→ Work order
Copy, from the material below, each line that contains the word "tools".
━━━━
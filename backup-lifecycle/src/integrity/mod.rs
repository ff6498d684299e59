//! Checksum sidecars.
//!
//! Every sealed artifact `X` has a sibling `X.sha256` holding one line in the
//! format `sha256sum` produces and `sha256sum -c` accepts:
//! `<hex-digest>  <file name>`. The record must always describe the bytes
//! currently stored under that file name.

use crate::tools::ToolRunner;
use crate::utils::errors::{LifecycleError, Result};
use std::fs;
use std::io::Write;
use std::path::{Path, PathBuf};
use tracing::info;

pub const CHECKSUM_EXTENSION: &str = "sha256";
pub const ALGORITHM: &str = "sha256";

#[derive(Debug, Clone, PartialEq, Eq)]
pub struct ChecksumRecord {
    pub algorithm: &'static str,
    pub digest: String,
    /// File name (not path) the digest describes.
    pub subject: String,
}

impl ChecksumRecord {
    pub fn new(digest: impl Into<String>, subject: impl Into<String>) -> Self {
        Self {
            algorithm: ALGORITHM,
            digest: digest.into(),
            subject: subject.into(),
        }
    }

    /// `<artifact>.sha256`
    pub fn sidecar_path(artifact: &Path) -> PathBuf {
        let mut name = artifact.file_name().unwrap_or_default().to_os_string();
        name.push(".");
        name.push(CHECKSUM_EXTENSION);
        artifact.with_file_name(name)
    }

    /// Artifact file name a sidecar file name refers to.
    pub fn subject_of_sidecar(sidecar_name: &str) -> Option<&str> {
        sidecar_name
            .strip_suffix(CHECKSUM_EXTENSION)
            .and_then(|s| s.strip_suffix('.'))
            .filter(|s| !s.is_empty())
    }

    pub fn parse(content: &str) -> Result<Self> {
        let line = content
            .lines()
            .map(str::trim)
            .find(|l| !l.is_empty())
            .ok_or_else(|| LifecycleError::Integrity("checksum file is empty".to_string()))?;

        let (digest, subject) = line.split_once(char::is_whitespace).ok_or_else(|| {
            LifecycleError::Integrity(format!("malformed checksum line: '{}'", line))
        })?;
        // A leading '*' marks binary mode in sha256sum output.
        let subject = subject.trim_start().trim_start_matches('*');

        if digest.len() != 64 || !digest.bytes().all(|b| b.is_ascii_hexdigit()) {
            return Err(LifecycleError::Integrity(format!(
                "malformed sha256 digest: '{}'",
                digest
            )));
        }
        if subject.is_empty() {
            return Err(LifecycleError::Integrity(format!(
                "checksum line names no file: '{}'",
                line
            )));
        }

        Ok(Self::new(digest.to_ascii_lowercase(), subject))
    }

    pub fn render(&self) -> String {
        format!("{}  {}\n", self.digest, self.subject)
    }

    /// Read the sidecar for `artifact`, `None` if there is none.
    pub fn read_for(artifact: &Path) -> Result<Option<Self>> {
        let sidecar = Self::sidecar_path(artifact);
        match fs::read_to_string(&sidecar) {
            Ok(content) => Self::parse(&content).map(Some),
            Err(e) if e.kind() == std::io::ErrorKind::NotFound => Ok(None),
            Err(e) => Err(e.into()),
        }
    }

    /// Atomically write the sidecar next to `artifact`.
    pub fn write_for(&self, artifact: &Path) -> Result<PathBuf> {
        let sidecar = Self::sidecar_path(artifact);
        let dir = sidecar.parent().unwrap_or_else(|| Path::new("."));
        let mut tmp = tempfile::Builder::new()
            .prefix(".checksum")
            .tempfile_in(dir)?;
        tmp.write_all(self.render().as_bytes())?;
        tmp.as_file().sync_all()?;
        tmp.persist(&sidecar).map_err(|e| LifecycleError::Io(e.error))?;
        Ok(sidecar)
    }
}

/// Outcome of comparing an artifact against its sidecar.
#[derive(Debug, Clone, PartialEq, Eq)]
pub enum ChecksumStatus {
    Match,
    Missing,
    Mismatch { expected: String, actual: String },
    /// The sidecar describes a different file name.
    WrongSubject { expected: String, found: String },
    Malformed(String),
}

impl ChecksumStatus {
    pub fn is_failure(&self) -> bool {
        !matches!(self, ChecksumStatus::Match | ChecksumStatus::Missing)
    }

    pub fn describe(&self) -> String {
        match self {
            ChecksumStatus::Match => "checksum matches".to_string(),
            ChecksumStatus::Missing => "no checksum record".to_string(),
            ChecksumStatus::Mismatch { expected, actual } => {
                format!("checksum mismatch (expected {}, got {})", expected, actual)
            }
            ChecksumStatus::WrongSubject { expected, found } => format!(
                "checksum record describes '{}', not '{}'",
                found, expected
            ),
            ChecksumStatus::Malformed(reason) => format!("unreadable checksum record: {}", reason),
        }
    }
}

/// Compute the digest of `artifact` and write its sidecar.
pub fn sign(tools: &dyn ToolRunner, artifact: &Path) -> Result<ChecksumRecord> {
    let subject = artifact
        .file_name()
        .map(|n| n.to_string_lossy().to_string())
        .ok_or_else(|| LifecycleError::Config(format!("{} has no file name", artifact.display())))?;
    let digest = tools.checksum(artifact)?;
    let record = ChecksumRecord::new(digest, subject);
    let sidecar = record.write_for(artifact)?;
    info!("Wrote checksum {} ({})", sidecar.display(), record.digest);
    Ok(record)
}

/// Re-derive the digest of `artifact` and compare it with its sidecar.
pub fn check(tools: &dyn ToolRunner, artifact: &Path) -> Result<ChecksumStatus> {
    if !artifact.is_file() {
        let sidecar = ChecksumRecord::sidecar_path(artifact);
        let detail = if sidecar.exists() {
            format!("{} (checksum record {} has no archive)", artifact.display(), sidecar.display())
        } else {
            artifact.display().to_string()
        };
        return Err(LifecycleError::FileNotFound(detail));
    }

    let record = match ChecksumRecord::read_for(artifact) {
        Ok(Some(record)) => record,
        Ok(None) => return Ok(ChecksumStatus::Missing),
        Err(LifecycleError::Integrity(reason)) => return Ok(ChecksumStatus::Malformed(reason)),
        Err(e) => return Err(e),
    };

    let expected_subject = artifact
        .file_name()
        .map(|n| n.to_string_lossy().to_string())
        .unwrap_or_default();
    let recorded_subject = Path::new(&record.subject)
        .file_name()
        .map(|n| n.to_string_lossy().to_string())
        .unwrap_or_default();
    if recorded_subject != expected_subject {
        return Ok(ChecksumStatus::WrongSubject {
            expected: expected_subject,
            found: record.subject,
        });
    }

    let actual = tools.checksum(artifact)?;
    if actual == record.digest {
        Ok(ChecksumStatus::Match)
    } else {
        Ok(ChecksumStatus::Mismatch {
            expected: record.digest,
            actual,
        })
    }
}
━━━━
→ Exercise result
use crate::tools::ToolRunner;
pub fn sign(tools: &dyn ToolRunner, artifact: &Path) -> Result<ChecksumRecord> {
    let digest = tools.checksum(artifact)?;
pub fn check(tools: &dyn ToolRunner, artifact: &Path) -> Result<ChecksumStatus> {
    let actual = tools.checksum(artifact)?;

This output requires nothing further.